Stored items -
'''
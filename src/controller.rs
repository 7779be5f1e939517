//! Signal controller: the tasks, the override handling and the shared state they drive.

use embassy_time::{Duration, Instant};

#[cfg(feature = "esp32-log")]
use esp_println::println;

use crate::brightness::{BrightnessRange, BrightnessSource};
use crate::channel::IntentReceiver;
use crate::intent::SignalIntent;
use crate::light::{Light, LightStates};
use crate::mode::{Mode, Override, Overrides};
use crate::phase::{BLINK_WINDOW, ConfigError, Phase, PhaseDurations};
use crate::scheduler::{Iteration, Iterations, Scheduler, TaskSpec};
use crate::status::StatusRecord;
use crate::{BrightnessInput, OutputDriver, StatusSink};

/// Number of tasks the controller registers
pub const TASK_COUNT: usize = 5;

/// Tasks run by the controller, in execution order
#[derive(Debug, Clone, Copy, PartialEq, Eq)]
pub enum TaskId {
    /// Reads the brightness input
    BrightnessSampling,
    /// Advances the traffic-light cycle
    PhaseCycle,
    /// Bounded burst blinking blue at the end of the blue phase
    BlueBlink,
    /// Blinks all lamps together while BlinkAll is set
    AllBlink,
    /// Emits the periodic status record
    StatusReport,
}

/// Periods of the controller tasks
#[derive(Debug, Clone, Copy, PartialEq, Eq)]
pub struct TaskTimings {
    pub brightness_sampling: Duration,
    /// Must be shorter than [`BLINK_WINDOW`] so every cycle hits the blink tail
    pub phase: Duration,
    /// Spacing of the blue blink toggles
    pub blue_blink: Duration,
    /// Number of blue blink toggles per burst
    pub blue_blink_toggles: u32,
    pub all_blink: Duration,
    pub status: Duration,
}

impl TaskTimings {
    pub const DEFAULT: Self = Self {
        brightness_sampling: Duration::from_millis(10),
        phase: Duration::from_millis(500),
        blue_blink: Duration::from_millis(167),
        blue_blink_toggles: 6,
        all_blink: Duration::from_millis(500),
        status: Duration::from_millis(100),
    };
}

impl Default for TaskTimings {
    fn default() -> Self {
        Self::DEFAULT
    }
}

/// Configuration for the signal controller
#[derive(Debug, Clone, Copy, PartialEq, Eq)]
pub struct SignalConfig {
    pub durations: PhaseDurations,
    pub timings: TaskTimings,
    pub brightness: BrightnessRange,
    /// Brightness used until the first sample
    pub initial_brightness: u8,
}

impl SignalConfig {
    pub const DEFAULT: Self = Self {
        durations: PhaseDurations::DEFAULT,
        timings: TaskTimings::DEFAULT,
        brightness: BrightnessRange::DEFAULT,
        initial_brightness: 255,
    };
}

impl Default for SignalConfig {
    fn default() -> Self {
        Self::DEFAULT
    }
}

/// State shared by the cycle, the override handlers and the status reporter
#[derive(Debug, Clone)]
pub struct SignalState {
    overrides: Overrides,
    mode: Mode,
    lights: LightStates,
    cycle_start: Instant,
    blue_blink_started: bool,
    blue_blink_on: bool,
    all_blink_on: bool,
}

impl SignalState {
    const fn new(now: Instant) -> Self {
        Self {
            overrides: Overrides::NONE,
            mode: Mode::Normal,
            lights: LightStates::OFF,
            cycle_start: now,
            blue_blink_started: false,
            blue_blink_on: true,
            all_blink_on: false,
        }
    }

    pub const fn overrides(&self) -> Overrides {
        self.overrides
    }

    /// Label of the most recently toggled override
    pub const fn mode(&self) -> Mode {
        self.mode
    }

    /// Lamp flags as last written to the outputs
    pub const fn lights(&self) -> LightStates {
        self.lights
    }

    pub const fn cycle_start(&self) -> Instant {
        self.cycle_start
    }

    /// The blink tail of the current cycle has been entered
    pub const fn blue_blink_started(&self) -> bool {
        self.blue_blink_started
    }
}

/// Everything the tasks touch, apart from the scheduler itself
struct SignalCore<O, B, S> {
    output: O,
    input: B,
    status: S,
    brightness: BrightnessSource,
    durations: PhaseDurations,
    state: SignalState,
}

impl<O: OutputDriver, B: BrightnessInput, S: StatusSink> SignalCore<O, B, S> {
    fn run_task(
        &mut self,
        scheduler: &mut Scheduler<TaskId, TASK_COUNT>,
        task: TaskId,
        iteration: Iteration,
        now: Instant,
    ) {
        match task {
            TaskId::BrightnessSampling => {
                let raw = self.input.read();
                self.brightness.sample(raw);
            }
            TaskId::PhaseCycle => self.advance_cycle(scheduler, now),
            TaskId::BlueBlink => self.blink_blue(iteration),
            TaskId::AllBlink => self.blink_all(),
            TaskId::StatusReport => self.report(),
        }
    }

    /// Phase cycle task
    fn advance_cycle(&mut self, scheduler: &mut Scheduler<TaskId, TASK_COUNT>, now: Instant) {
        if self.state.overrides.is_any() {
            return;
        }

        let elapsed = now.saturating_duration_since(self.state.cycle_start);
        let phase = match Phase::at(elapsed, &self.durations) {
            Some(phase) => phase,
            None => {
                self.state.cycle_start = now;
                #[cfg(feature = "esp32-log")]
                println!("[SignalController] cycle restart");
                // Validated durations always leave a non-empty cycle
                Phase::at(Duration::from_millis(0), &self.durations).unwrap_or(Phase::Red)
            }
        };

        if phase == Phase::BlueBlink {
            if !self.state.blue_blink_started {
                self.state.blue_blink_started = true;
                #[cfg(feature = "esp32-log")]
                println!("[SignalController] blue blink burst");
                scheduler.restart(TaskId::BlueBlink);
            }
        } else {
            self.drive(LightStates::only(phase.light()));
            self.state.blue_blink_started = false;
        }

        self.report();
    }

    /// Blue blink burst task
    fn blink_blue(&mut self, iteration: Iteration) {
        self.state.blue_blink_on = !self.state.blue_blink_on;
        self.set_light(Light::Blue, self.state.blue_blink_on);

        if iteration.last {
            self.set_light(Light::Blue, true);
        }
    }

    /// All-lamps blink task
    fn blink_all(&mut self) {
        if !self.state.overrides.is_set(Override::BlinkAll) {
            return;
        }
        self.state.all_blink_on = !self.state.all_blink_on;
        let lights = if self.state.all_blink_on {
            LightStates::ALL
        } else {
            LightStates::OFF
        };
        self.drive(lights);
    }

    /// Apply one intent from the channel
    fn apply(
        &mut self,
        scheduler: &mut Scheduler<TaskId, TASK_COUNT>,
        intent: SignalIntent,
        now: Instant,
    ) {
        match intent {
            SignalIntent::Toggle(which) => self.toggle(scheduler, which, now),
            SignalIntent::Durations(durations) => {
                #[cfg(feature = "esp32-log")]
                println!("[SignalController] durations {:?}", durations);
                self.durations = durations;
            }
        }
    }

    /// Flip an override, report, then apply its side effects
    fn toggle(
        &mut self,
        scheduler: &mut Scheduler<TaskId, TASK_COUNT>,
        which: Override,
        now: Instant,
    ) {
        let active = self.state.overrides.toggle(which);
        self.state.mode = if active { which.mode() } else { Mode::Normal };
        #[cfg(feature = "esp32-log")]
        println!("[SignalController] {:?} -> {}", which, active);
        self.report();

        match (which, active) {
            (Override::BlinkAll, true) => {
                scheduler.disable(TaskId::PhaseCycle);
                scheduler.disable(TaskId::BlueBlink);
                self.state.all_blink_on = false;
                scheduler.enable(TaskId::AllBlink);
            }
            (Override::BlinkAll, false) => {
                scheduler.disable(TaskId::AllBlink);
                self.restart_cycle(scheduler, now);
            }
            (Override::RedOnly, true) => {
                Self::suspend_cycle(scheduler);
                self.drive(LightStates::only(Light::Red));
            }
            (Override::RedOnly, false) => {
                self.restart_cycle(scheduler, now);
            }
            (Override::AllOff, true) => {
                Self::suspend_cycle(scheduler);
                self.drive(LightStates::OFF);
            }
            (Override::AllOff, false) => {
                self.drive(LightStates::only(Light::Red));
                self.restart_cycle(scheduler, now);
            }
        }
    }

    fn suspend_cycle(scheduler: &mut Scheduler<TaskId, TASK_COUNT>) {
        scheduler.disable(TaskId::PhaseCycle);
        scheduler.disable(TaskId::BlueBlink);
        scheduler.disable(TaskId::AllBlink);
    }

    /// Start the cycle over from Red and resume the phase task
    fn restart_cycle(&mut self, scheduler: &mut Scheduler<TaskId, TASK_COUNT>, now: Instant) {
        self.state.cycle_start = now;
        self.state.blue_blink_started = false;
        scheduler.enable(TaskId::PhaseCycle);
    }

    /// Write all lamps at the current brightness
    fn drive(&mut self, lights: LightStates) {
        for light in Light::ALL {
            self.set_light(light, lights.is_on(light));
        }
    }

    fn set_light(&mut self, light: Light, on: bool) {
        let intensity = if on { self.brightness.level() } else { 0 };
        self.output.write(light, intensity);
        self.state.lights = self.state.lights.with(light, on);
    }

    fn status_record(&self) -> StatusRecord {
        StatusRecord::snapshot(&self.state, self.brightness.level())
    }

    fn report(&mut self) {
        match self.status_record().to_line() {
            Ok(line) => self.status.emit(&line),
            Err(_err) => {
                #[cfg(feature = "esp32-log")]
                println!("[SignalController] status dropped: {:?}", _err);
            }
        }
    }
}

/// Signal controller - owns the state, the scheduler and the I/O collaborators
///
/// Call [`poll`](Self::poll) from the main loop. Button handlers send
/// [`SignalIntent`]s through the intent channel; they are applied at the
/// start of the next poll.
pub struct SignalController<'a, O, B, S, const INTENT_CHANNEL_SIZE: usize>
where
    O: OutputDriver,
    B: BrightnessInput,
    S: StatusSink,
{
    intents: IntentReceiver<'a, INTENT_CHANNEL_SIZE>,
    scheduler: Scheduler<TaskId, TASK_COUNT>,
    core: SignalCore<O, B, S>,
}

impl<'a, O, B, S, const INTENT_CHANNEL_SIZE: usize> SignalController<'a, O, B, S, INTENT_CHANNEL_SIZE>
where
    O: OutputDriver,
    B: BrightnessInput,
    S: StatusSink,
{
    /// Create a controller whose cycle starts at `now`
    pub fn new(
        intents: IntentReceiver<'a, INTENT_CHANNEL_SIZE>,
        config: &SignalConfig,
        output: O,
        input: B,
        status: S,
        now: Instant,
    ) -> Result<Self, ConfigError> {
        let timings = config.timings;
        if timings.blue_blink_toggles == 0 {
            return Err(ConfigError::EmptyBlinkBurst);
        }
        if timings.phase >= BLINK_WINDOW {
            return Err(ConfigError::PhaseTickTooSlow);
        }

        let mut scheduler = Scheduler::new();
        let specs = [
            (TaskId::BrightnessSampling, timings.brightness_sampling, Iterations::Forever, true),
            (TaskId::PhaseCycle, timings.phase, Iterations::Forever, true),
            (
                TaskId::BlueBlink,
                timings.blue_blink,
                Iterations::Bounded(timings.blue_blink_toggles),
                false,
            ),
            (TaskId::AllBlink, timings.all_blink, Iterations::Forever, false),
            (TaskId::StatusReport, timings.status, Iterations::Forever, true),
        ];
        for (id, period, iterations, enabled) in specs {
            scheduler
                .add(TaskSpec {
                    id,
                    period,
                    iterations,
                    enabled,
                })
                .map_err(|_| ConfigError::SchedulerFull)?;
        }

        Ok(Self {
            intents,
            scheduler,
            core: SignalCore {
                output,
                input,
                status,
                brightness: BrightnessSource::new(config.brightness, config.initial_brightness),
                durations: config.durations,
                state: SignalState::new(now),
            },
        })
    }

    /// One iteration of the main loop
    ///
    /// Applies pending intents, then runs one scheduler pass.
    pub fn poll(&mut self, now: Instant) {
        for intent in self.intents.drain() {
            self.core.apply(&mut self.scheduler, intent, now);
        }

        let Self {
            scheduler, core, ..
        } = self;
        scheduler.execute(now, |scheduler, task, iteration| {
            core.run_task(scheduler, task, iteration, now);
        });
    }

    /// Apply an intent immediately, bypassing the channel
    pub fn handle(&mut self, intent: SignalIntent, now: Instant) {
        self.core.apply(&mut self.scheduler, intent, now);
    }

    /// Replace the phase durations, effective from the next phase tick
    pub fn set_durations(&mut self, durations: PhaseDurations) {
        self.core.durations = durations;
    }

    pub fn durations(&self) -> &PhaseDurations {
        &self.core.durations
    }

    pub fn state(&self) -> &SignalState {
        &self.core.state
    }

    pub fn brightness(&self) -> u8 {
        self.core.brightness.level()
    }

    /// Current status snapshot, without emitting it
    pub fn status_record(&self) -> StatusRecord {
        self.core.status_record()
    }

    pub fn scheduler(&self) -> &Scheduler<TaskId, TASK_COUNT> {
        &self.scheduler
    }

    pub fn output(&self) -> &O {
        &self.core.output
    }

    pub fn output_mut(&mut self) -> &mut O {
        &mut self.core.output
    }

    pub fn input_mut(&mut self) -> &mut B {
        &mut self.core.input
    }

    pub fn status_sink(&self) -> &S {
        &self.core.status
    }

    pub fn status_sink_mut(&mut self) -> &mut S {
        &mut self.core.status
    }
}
'''
'''
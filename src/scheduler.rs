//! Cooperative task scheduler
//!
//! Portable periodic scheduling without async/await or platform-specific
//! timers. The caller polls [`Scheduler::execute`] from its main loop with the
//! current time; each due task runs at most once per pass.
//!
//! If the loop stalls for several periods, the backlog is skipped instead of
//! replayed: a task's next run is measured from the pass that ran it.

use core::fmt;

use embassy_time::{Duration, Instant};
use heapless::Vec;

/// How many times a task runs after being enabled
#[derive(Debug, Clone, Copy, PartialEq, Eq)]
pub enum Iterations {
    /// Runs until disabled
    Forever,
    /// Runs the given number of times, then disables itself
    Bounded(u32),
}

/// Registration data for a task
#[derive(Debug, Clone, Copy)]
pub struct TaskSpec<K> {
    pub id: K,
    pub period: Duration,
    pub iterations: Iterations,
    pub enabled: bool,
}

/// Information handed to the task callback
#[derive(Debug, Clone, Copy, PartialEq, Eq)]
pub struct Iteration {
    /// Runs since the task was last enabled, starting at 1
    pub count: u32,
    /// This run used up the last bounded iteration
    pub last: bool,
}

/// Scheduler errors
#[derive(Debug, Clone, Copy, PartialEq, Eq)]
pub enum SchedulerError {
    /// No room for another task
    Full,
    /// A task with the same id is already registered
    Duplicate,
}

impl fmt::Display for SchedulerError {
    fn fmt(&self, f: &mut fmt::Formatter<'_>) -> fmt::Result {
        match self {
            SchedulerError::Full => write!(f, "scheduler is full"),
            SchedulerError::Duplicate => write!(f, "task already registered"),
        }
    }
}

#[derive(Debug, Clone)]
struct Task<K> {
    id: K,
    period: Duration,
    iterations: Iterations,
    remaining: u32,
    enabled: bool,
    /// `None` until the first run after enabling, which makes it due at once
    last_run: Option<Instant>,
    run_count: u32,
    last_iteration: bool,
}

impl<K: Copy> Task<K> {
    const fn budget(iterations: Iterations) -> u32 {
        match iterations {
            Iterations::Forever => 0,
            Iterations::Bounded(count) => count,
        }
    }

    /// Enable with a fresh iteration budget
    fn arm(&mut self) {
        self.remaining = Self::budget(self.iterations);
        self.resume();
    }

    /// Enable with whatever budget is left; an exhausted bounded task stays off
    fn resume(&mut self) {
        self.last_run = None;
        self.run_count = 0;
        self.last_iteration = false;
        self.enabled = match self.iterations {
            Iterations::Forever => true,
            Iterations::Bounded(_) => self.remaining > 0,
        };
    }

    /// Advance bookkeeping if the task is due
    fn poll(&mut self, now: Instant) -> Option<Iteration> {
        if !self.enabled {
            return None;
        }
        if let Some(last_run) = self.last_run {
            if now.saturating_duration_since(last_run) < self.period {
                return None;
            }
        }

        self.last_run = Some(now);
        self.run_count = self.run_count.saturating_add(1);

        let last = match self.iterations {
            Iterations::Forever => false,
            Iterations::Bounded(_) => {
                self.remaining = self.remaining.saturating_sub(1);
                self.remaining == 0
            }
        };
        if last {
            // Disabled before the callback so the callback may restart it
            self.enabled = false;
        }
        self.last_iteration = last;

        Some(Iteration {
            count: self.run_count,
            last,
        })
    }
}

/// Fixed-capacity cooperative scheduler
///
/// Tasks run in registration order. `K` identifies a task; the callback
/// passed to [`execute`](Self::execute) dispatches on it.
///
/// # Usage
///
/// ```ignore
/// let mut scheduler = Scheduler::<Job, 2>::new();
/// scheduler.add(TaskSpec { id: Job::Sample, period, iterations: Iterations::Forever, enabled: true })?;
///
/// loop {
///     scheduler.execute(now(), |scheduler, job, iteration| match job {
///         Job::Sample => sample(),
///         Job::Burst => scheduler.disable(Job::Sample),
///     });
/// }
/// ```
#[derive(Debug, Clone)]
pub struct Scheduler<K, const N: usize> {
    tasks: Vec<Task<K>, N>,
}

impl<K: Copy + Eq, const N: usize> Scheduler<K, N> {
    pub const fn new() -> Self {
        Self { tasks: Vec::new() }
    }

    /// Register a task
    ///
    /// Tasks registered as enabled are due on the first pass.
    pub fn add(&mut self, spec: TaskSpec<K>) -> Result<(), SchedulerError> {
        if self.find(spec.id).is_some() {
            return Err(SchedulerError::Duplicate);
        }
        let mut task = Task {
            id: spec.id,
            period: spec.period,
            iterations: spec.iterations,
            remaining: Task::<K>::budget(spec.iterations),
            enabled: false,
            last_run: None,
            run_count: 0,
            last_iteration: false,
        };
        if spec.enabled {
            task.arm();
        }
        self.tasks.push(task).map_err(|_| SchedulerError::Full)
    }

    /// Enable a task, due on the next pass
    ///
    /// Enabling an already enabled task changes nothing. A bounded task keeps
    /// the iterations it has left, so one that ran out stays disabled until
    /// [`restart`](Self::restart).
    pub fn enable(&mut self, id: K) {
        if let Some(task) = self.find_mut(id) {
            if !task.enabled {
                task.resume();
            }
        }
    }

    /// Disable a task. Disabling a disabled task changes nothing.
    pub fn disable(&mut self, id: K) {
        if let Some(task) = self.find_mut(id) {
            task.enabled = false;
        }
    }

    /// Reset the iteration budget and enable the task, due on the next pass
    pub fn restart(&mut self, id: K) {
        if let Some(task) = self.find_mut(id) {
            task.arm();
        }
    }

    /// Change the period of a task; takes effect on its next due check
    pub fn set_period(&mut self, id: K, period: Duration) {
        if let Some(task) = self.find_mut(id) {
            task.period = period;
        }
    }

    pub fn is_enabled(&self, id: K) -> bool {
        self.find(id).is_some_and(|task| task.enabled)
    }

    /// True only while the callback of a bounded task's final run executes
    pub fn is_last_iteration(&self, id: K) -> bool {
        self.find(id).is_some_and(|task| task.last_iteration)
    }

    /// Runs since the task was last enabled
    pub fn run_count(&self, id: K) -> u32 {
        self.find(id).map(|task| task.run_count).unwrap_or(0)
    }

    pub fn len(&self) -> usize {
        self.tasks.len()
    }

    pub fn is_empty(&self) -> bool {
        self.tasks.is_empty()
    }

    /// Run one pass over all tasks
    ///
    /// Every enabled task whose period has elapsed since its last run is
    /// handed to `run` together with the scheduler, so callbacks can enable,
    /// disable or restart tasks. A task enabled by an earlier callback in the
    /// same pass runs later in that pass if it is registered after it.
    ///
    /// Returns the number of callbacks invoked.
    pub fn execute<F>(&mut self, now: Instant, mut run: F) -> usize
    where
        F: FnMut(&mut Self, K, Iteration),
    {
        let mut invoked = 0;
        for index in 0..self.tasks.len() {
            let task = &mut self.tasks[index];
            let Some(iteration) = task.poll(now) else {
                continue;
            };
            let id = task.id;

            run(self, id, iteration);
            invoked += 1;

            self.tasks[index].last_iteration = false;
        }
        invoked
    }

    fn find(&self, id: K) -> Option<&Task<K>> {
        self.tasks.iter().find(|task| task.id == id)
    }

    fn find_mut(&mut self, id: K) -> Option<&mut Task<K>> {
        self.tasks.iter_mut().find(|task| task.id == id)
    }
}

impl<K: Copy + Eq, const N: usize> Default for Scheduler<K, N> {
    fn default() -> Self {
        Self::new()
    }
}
'''
What is being asked - Your task is to say how many lines in the entries above contain the word "StatusRecord". Please write only the number.

Answer to this task - 4